● Exercise
Copy the data word for word, keeping every line.

===== Data in this exercise =====

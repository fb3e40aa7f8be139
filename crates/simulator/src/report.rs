//! Simulation report rendering.

use cpusched_simulation::{Policy, ProcessSummary, SimulationStats, Timeline};
use serde::Serialize;
use std::fmt;
use thiserror::Error;

/// Errors that can occur while rendering a report.
#[derive(Debug, Error)]
pub enum ReportError {
    /// JSON serialization failed.
    #[error("Failed to serialize report: {0}")]
    Json(#[from] serde_json::Error),
}

/// Outcome of a simulation, ready to print.
#[derive(Debug, Clone, PartialEq, Serialize)]
pub struct SimulationReport {
    /// Policy the run was configured with.
    pub policy: Policy,
    /// Per-process burst and final wait, in creation order.
    pub processes: Vec<ProcessSummary>,
    /// Total simulated time.
    pub elapsed: u64,
    /// Mean wait across all processes.
    pub average_wait: f64,
    /// Every dispatch, in order, when the run was recorded.
    #[serde(skip_serializing_if = "Option::is_none")]
    pub timeline: Option<Timeline>,
}

impl SimulationReport {
    pub fn new(policy: Policy, stats: SimulationStats, average_wait: f64) -> Self {
        Self {
            policy,
            processes: stats.processes,
            elapsed: stats.elapsed,
            average_wait,
            timeline: stats.timeline,
        }
    }

    /// Header line naming the policy.
    pub fn header(&self) -> String {
        match self.policy {
            Policy::Fcfs => "Using FCFS".to_string(),
            Policy::RoundRobin { quantum } => format!("Using RR({}).", quantum),
        }
    }

    /// The classic text report: header, one acceptance line per process and
    /// the average wait with two decimals.
    pub fn render_text(&self) -> String {
        self.to_string()
    }

    /// One line per dispatch: `[start, end) process`.
    ///
    /// `None` when the run was not recorded.
    pub fn render_timeline(&self) -> Option<String> {
        self.timeline
            .as_ref()
            .map(|timeline| format!("Timeline:\n{}", timeline))
    }

    /// Pretty-printed JSON rendering of the whole report.
    pub fn render_json(&self) -> Result<String, ReportError> {
        Ok(serde_json::to_string_pretty(self)?)
    }
}

impl fmt::Display for SimulationReport {
    fn fmt(&self, f: &mut fmt::Formatter<'_>) -> fmt::Result {
        writeln!(f, "{}", self.header())?;
        writeln!(f)?;
        for process in &self.processes {
            writeln!(f, "Accepted {}: Burst {}", process.id, process.burst)?;
        }
        writeln!(f, "Average wait time: {:.2}", self.average_wait)
    }
}

#[cfg(test)]
mod tests {
    use super::*;
    use crate::{Simulator, SimulatorConfig};

    fn report(config: SimulatorConfig) -> SimulationReport {
        Simulator::new(config).run().unwrap()
    }

    #[test]
    fn test_fcfs_text() {
        let report = report(SimulatorConfig::fcfs().with_bursts(vec![5, 3, 8]));
        assert_eq!(
            report.render_text(),
            "Using FCFS\n\
             \n\
             Accepted P0: Burst 5\n\
             Accepted P1: Burst 3\n\
             Accepted P2: Burst 8\n\
             Average wait time: 4.33\n"
        );
    }

    #[test]
    fn test_round_robin_text() {
        let report = report(SimulatorConfig::round_robin(2).with_bursts(vec![5, 3, 8]));
        assert_eq!(
            report.render_text(),
            "Using RR(2).\n\
             \n\
             Accepted P0: Burst 5\n\
             Accepted P1: Burst 3\n\
             Accepted P2: Burst 8\n\
             Average wait time: 7.00\n"
        );
    }

    #[test]
    fn test_timeline_text() {
        let config = SimulatorConfig::round_robin(3).with_bursts(vec![4, 2]);
        let report = report(config.with_timeline(true));
        assert_eq!(
            report.render_timeline().unwrap(),
            "Timeline:\n  [0, 3) P0\n  [3, 5) P1\n  [5, 6) P0\n"
        );
    }

    #[test]
    fn test_unrecorded_run_has_no_timeline() {
        let report = report(SimulatorConfig::round_robin(3).with_bursts(vec![4, 2]));
        assert_eq!(report.render_timeline(), None);

        let value: serde_json::Value = serde_json::from_str(&report.render_json().unwrap()).unwrap();
        assert!(value.get("timeline").is_none());
    }

    #[test]
    fn test_json() {
        let config = SimulatorConfig::round_robin(2).with_bursts(vec![1, 1]);
        let report = report(config.with_timeline(true));
        let value: serde_json::Value = serde_json::from_str(&report.render_json().unwrap()).unwrap();

        assert_eq!(value["policy"]["kind"], "round_robin");
        assert_eq!(value["policy"]["quantum"], 2);
        assert_eq!(value["elapsed"], 2);
        assert_eq!(value["average_wait"], 0.5);
        assert_eq!(value["processes"][1]["id"], 1);
        assert_eq!(value["processes"][1]["wait"], 1);
        assert_eq!(value["timeline"][1]["start"], 1);
    }
}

=====

● Response for this exercise
repository fb3e40aa7f8be139
filename crates/simulator/src/report.rs
//! Simulation report rendering.

use cpusched_simulation::{Policy, ProcessSummary, SimulationStats, Timeline};
use serde::Serialize;
use std::fmt;
use thiserror::Error;

/// Errors that can occur while rendering a report.
#[derive(Debug, Error)]
pub enum ReportError {
    /// JSON serialization failed.
    #[error("Failed to serialize report: {0}")]
    Json(#[from] serde_json::Error),
}

/// Outcome of a simulation, ready to print.
#[derive(Debug, Clone, PartialEq, Serialize)]
pub struct SimulationReport {
    /// Policy the run was configured with.
    pub policy: Policy,
    /// Per-process burst and final wait, in creation order.
    pub processes: Vec<ProcessSummary>,
    /// Total simulated time.
    pub elapsed: u64,
    /// Mean wait across all processes.
    pub average_wait: f64,
    /// Every dispatch, in order, when the run was recorded.
    #[serde(skip_serializing_if = "Option::is_none")]
    pub timeline: Option<Timeline>,
}

impl SimulationReport {
    pub fn new(policy: Policy, stats: SimulationStats, average_wait: f64) -> Self {
        Self {
            policy,
            processes: stats.processes,
            elapsed: stats.elapsed,
            average_wait,
            timeline: stats.timeline,
        }
    }

    /// Header line naming the policy.
    pub fn header(&self) -> String {
        match self.policy {
            Policy::Fcfs => "Using FCFS".to_string(),
            Policy::RoundRobin { quantum } => format!("Using RR({}).", quantum),
        }
    }

    /// The classic text report: header, one acceptance line per process and
    /// the average wait with two decimals.
    pub fn render_text(&self) -> String {
        self.to_string()
    }

    /// One line per dispatch: `[start, end) process`.
    ///
    /// `None` when the run was not recorded.
    pub fn render_timeline(&self) -> Option<String> {
        self.timeline
            .as_ref()
            .map(|timeline| format!("Timeline:\n{}", timeline))
    }

    /// Pretty-printed JSON rendering of the whole report.
    pub fn render_json(&self) -> Result<String, ReportError> {
        Ok(serde_json::to_string_pretty(self)?)
    }
}

impl fmt::Display for SimulationReport {
    fn fmt(&self, f: &mut fmt::Formatter<'_>) -> fmt::Result {
        writeln!(f, "{}", self.header())?;
        writeln!(f)?;
        for process in &self.processes {
            writeln!(f, "Accepted {}: Burst {}", process.id, process.burst)?;
        }
        writeln!(f, "Average wait time: {:.2}", self.average_wait)
    }
}

#[cfg(test)]
mod tests {
    use super::*;
    use crate::{Simulator, SimulatorConfig};

    fn report(config: SimulatorConfig) -> SimulationReport {
        Simulator::new(config).run().unwrap()
    }

    #[test]
    fn test_fcfs_text() {
        let report = report(SimulatorConfig::fcfs().with_bursts(vec![5, 3, 8]));
        assert_eq!(
            report.render_text(),
            "Using FCFS\n\
             \n\
             Accepted P0: Burst 5\n\
             Accepted P1: Burst 3\n\
             Accepted P2: Burst 8\n\
             Average wait time: 4.33\n"
        );
    }

    #[test]
    fn test_round_robin_text() {
        let report = report(SimulatorConfig::round_robin(2).with_bursts(vec![5, 3, 8]));
        assert_eq!(
            report.render_text(),
            "Using RR(2).\n\
             \n\
             Accepted P0: Burst 5\n\
             Accepted P1: Burst 3\n\
             Accepted P2: Burst 8\n\
             Average wait time: 7.00\n"
        );
    }

    #[test]
    fn test_timeline_text() {
        let config = SimulatorConfig::round_robin(3).with_bursts(vec![4, 2]);
        let report = report(config.with_timeline(true));
        assert_eq!(
            report.render_timeline().unwrap(),
            "Timeline:\n  [0, 3) P0\n  [3, 5) P1\n  [5, 6) P0\n"
        );
    }

    #[test]
    fn test_unrecorded_run_has_no_timeline() {
        let report = report(SimulatorConfig::round_robin(3).with_bursts(vec![4, 2]));
        assert_eq!(report.render_timeline(), None);

        let value: serde_json::Value = serde_json::from_str(&report.render_json().unwrap()).unwrap();
        assert!(value.get("timeline").is_none());
    }

    #[test]
    fn test_json() {
        let config = SimulatorConfig::round_robin(2).with_bursts(vec![1, 1]);
        let report = report(config.with_timeline(true));
        let value: serde_json::Value = serde_json::from_str(&report.render_json().unwrap()).unwrap();

        assert_eq!(value["policy"]["kind"], "round_robin");
        assert_eq!(value["policy"]["quantum"], 2);
        assert_eq!(value["elapsed"], 2);
        assert_eq!(value["average_wait"], 0.5);
        assert_eq!(value["processes"][1]["id"], 1);
        assert_eq!(value["processes"][1]["wait"], 1);
        assert_eq!(value["timeline"][1]["start"], 1);
    }
}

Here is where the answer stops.